* AIM OF THE TASK *
Every line below that carries the word "input" needs to be copied.

RECORDS FOR THIS TASK: Begin

//! Crate wide error type.
//!
//! Configuration and parse errors abort the operation that raised them.
//! Lookup and annotation errors are recoverable per row unless the query
//! policy says otherwise. Arithmetic faults are always fatal.

use crate::ontology::{Identifier, IdentifierError};

#[derive(thiserror::Error, Debug)]
pub enum Error {
    #[error("configuration error: {0}")]
    Configuration(String),

    #[error("cannot parse `{input}`: {reason}")]
    Parse { input: String, reason: String },

    #[error("cannot locate `{entity}` in `{graph}`")]
    NotFound {
        entity: Identifier,
        graph: Identifier,
    },

    #[error(
        "entry contains an element without annotations: `{first}` (annotations = {first_classes}) / `{second}` (annotations = {second_classes}); exclude those entries or set a value"
    )]
    NoAnnotation {
        first: Identifier,
        first_classes: usize,
        second: Identifier,
        second_classes: usize,
    },

    #[error("measure `{measure}`{} produced {value} for `{first}` / `{second}`", pairwise_note(.pairwise))]
    Arithmetic {
        measure: String,
        pairwise: Option<String>,
        first: Identifier,
        second: Identifier,
        value: f64,
    },

    #[error("query task {task} failed at row {row} ({failed} of {total} tasks failed): {source}")]
    Task {
        task: usize,
        row: usize,
        failed: usize,
        total: usize,
        #[source]
        source: Box<Error>,
    },

    #[error(transparent)]
    Identifier(#[from] IdentifierError),

    #[error(transparent)]
    Io(#[from] std::io::Error),

    #[error(transparent)]
    Yaml(#[from] serde_yaml::Error),

    #[error(transparent)]
    Template(#[from] tera::Error),

    #[error(transparent)]
    Join(#[from] tokio::task::JoinError),

    #[error("{0}")]
    Message(String),

    #[error(transparent)]
    Any(#[from] Box<dyn std::error::Error + Send + Sync>),
}

fn pairwise_note(pairwise: &Option<String>) -> String {
    pairwise
        .as_ref()
        .map(|id| format!(" over pairwise `{id}`"))
        .unwrap_or_default()
}

impl Error {
    pub fn wrap(err: impl std::error::Error + Send + Sync + 'static) -> Self {
        Self::Any(Box::new(err))
    }

    pub fn msg(err: impl std::error::Error + Send + Sync + 'static) -> Self {
        Self::Message(err.to_string())
    }

    /// Returns the innermost error, looking through [`Error::Task`].
    #[must_use]
    pub fn root(&self) -> &Self {
        match self {
            Self::Task { source, .. } => source.root(),
            other => other,
        }
    }
}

RECORDS FOR THIS TASK: End

* ANSWER FOR THE TASK *
    #[error("cannot parse `{input}`: {reason}")]
    Parse { input: String, reason: String },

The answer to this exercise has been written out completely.